Ce que cet objet nous raconte.
Ancrée dans les recherches de terrain, les fonds muséaux et la littérature spécialisée — racontée avec respect pour le contexte dans lequel cet objet a vu le jour.
DOGON Figure humaine abstraite de bâton d'autel avec pendentifs magiques (éditeur "DOGON", 1ère moitié du 20e siècle, 86 cm)
Cette baguette de fer de 86 cm de haut est surmontée d'une figure humanoïde rigide et présente en son centre un faisceau de crochets acérés dirigés vers le bas, auxquels sont suspendues des cloches de fer miniatures. L'ensemble de la longue tige et les éléments sculpturaux sont recouverts d'une oxydation sombre et friable.

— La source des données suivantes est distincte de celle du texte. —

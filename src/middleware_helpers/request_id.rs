use crate::tracing::RequestId;
use axum::{
    extract::Request,
    http::{header::HeaderName, HeaderValue},
    middleware::Next,
    response::Response,
};
use tracing::Instrument;

/// Header name for the request ID
pub const REQUEST_ID_HEADER: &str = "x-request-id";

/// Middleware to add request ID to every request
pub async fn request_id_middleware(mut request: Request, next: Next) -> Response {
    // Keep a caller-supplied id only if it can be echoed back as a header value.
    let request_id = request
        .headers()
        .get(REQUEST_ID_HEADER)
        .and_then(|v| v.to_str().ok())
        .filter(|v| !v.is_empty() && v.len() <= 128)
        .map(RequestId::new)
        .unwrap_or_default();

    let header_value = HeaderValue::from_str(request_id.as_str()).ok();
    if let Some(value) = header_value.clone() {
        request
            .headers_mut()
            .insert(HeaderName::from_static(REQUEST_ID_HEADER), value);
    }

    request.extensions_mut().insert(request_id.clone());

    let span = tracing::info_span!(
        "request",
        request_id = %request_id.as_str(),
        method = %request.method(),
        uri = %request.uri(),
    );
    let mut response = crate::tracing::scope_request_id(
        request_id,
        async move { next.run(request).await }.instrument(span),
    )
    .await;

    if let Some(value) = header_value {
        response
            .headers_mut()
            .insert(HeaderName::from_static(REQUEST_ID_HEADER), value);
    }

    response
}

#[cfg(test)]
mod tests {
    use super::*;
    use axum::{
        body::{to_bytes, Body},
        extract::Extension,
        http::{Request as HttpRequest, StatusCode},
        routing::get,
        Router,
    };
    use tower::ServiceExt;

    async fn extension_handler(
        Extension(request_id): Extension<RequestId>,
    ) -> (StatusCode, String) {
        (
            StatusCode::OK,
            format!("request-id:{}", request_id.as_str()),
        )
    }

    fn app() -> Router {
        Router::new()
            .route("/", get(extension_handler))
            .layer(axum::middleware::from_fn(request_id_middleware))
    }

    #[tokio::test]
    async fn middleware_adds_request_id_header_and_extension() {
        let response = app()
            .oneshot(
                HttpRequest::builder()
                    .uri("/")
                    .method("GET")
                    .body(Body::empty())
                    .unwrap(),
            )
            .await
            .unwrap();

        let header = response.headers().get(REQUEST_ID_HEADER).cloned();
        assert!(header.is_some());

        let body = to_bytes(response.into_body(), usize::MAX).await.unwrap();
        let body_str = String::from_utf8(body.to_vec()).unwrap();
        assert!(body_str.starts_with("request-id:"));
    }

    #[tokio::test]
    async fn middleware_preserves_caller_request_id() {
        let response = app()
            .oneshot(
                HttpRequest::builder()
                    .uri("/")
                    .header(REQUEST_ID_HEADER, "kiosk-7-0001")
                    .body(Body::empty())
                    .unwrap(),
            )
            .await
            .unwrap();

        assert_eq!(
            response.headers().get(REQUEST_ID_HEADER).unwrap(),
            "kiosk-7-0001"
        );
    }
}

1. Style esthétique - l'Axis Mundi et l'architecture de défense
D'une hauteur impressionnante de 86 centimètres, cette tige fait office de gigantesque Axis Mundi, une lance verticale qui fait le lien entre le ciel et la terre. La figure humanoïde à son sommet, représentée dans une verticalité stricte et rigide, représente l'ancêtre surplombant qui veille sur le village. La partie centrale, en revanche, est une architecture purement défensive. Le groupe de crochets acérés dirigés vers le bas est un piège spatial destiné à capturer et à empaler les sorcières malveillantes ou les mauvais esprits qui rampent sur le plan terrestre avant qu'ils ne puissent atteindre la figure de l'ancêtre au-dessus.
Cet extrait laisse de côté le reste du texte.